[Dataset entries]
- - -

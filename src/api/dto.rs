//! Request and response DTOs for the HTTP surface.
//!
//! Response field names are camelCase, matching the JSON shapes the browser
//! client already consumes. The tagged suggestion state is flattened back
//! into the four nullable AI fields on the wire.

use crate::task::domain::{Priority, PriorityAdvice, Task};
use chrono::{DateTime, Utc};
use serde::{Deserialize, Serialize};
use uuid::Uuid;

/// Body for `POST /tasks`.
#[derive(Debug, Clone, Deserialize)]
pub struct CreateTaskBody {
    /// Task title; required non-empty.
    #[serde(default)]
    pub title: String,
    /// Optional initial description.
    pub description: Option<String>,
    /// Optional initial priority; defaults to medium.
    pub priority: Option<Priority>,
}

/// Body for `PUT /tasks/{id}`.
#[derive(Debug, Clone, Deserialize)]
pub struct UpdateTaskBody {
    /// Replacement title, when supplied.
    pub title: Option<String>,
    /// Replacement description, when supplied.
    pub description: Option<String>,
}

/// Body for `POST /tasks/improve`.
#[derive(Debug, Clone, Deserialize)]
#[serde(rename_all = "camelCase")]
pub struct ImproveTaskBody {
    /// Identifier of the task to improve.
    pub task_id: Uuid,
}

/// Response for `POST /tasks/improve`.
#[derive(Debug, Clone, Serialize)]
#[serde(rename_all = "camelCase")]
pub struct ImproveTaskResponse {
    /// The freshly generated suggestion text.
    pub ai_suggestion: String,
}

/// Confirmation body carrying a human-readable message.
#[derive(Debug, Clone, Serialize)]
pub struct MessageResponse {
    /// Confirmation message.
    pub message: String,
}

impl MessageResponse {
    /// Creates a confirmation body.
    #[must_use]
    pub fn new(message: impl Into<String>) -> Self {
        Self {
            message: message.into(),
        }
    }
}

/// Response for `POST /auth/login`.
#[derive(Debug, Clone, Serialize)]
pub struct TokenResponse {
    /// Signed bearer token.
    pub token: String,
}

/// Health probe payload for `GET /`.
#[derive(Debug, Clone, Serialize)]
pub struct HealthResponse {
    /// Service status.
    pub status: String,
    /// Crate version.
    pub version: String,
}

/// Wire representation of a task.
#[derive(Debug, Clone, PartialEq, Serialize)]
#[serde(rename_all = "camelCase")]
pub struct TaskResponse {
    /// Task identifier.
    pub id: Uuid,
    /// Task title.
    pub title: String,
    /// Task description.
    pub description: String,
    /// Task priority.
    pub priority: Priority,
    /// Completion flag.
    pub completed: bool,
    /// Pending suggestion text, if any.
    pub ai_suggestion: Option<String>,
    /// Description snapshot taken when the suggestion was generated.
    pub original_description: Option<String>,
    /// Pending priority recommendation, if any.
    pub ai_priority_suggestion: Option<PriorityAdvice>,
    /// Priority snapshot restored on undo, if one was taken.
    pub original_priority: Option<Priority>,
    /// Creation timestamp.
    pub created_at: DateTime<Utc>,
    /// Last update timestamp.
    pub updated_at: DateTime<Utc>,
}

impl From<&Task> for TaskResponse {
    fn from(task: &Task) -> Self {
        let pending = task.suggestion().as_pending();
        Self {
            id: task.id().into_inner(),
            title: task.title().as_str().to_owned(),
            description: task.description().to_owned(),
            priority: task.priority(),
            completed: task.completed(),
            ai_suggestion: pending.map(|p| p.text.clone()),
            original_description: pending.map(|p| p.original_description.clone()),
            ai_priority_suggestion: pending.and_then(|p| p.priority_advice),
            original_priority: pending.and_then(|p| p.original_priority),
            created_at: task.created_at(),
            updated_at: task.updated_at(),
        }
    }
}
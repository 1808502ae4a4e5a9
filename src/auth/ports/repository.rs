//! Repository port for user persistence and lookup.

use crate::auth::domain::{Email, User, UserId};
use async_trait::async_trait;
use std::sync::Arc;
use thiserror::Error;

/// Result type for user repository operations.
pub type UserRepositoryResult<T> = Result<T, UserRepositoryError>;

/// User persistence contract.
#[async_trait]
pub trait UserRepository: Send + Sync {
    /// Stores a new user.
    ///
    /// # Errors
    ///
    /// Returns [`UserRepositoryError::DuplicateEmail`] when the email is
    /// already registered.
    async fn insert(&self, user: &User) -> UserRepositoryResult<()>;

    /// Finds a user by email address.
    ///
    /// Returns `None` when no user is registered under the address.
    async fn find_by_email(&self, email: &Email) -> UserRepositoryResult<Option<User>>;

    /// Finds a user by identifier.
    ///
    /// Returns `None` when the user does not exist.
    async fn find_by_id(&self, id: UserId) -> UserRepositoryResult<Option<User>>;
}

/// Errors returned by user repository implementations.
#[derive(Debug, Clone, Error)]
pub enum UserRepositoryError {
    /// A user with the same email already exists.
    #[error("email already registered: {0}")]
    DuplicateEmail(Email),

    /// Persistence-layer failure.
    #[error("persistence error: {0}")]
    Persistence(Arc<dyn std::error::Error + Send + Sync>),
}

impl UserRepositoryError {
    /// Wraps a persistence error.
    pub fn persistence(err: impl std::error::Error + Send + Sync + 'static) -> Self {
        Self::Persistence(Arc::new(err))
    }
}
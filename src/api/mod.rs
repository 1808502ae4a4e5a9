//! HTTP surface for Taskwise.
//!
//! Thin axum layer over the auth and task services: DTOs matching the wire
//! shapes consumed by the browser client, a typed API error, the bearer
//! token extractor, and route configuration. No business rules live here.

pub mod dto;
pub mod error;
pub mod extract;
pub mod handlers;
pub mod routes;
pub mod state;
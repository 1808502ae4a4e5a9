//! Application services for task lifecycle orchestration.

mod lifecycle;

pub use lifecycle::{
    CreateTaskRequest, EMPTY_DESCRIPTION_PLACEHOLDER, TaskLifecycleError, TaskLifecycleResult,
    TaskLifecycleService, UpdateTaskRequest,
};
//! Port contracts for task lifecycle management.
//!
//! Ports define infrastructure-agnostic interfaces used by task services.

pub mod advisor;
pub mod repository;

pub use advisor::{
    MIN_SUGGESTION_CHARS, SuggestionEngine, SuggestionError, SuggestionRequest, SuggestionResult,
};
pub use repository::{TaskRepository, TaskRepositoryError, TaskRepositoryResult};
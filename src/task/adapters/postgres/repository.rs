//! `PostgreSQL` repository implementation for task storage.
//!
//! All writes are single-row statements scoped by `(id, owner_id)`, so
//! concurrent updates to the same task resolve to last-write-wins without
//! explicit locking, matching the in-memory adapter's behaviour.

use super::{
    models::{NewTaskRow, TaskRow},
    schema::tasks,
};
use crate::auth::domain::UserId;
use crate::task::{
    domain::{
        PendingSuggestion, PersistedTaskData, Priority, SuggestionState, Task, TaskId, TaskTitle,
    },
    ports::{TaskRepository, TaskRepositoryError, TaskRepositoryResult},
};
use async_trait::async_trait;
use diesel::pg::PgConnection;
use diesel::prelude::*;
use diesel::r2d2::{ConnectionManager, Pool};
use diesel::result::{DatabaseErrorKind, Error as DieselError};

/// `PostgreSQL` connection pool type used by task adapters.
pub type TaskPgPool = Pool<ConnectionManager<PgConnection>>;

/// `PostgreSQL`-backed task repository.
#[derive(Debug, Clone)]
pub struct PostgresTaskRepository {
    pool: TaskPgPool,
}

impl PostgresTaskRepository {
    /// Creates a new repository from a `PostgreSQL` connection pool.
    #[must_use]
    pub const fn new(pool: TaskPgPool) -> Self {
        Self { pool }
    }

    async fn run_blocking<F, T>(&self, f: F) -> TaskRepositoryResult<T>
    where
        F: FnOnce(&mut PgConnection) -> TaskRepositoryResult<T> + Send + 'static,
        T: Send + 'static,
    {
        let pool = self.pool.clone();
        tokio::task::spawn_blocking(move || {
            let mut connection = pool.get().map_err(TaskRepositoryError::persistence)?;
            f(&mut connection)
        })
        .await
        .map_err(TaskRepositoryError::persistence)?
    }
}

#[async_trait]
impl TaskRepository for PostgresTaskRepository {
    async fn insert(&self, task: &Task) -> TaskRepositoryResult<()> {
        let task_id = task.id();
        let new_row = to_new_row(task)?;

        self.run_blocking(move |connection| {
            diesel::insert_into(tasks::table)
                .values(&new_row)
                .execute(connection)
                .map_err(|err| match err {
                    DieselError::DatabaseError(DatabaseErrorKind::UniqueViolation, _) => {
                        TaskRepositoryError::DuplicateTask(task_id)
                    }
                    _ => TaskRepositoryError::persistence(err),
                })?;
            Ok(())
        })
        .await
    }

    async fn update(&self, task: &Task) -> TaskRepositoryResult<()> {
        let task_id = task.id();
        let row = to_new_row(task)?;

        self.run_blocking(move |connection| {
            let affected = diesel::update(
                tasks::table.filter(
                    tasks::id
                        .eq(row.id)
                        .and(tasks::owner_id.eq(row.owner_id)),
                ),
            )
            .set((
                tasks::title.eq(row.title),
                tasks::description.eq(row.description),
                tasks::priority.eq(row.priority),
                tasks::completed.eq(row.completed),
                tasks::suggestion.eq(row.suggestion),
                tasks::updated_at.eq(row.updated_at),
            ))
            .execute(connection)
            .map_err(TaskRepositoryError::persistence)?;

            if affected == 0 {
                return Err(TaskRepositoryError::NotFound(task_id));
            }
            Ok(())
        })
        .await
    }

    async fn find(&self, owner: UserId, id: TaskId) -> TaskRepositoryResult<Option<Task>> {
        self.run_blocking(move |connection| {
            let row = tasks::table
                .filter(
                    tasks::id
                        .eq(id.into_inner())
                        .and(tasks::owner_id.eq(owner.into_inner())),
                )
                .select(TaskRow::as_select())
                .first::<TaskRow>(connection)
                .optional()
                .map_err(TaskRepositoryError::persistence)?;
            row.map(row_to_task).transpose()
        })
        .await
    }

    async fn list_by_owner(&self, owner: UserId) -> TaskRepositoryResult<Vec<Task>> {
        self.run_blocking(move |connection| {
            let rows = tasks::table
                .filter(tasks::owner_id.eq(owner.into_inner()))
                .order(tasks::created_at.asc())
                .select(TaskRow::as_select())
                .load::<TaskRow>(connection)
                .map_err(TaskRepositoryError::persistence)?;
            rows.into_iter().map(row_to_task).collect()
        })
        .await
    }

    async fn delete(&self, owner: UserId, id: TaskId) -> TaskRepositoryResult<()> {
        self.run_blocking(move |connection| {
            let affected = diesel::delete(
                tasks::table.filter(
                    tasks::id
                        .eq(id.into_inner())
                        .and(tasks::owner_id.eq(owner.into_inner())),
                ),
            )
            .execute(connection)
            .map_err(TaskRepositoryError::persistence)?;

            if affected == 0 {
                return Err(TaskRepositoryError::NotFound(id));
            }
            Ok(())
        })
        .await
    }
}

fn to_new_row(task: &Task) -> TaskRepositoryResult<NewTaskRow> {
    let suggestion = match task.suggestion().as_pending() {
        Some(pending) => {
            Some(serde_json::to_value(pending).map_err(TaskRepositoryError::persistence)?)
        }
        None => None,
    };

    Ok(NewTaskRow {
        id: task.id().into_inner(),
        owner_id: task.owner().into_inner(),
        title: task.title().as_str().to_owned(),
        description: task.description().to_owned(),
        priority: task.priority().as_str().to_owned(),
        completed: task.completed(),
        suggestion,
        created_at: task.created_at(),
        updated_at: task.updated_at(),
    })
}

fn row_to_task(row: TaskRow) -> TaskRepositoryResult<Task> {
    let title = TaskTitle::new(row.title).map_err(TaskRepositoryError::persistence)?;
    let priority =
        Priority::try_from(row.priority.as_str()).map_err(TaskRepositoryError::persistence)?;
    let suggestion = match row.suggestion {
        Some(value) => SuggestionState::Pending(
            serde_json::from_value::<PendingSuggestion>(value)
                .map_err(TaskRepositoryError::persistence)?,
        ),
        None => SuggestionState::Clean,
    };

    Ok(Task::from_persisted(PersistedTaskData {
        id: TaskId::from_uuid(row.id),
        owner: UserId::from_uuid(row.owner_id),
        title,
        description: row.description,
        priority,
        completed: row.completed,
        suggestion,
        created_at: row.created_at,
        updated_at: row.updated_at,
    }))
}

- - -

■ **What you will do**:
Copy all lines above containing the string "Creates".

■ **Finished exercise**:
    /// Creates a confirmation body.
    /// Creates a new repository from a `PostgreSQL` connection pool.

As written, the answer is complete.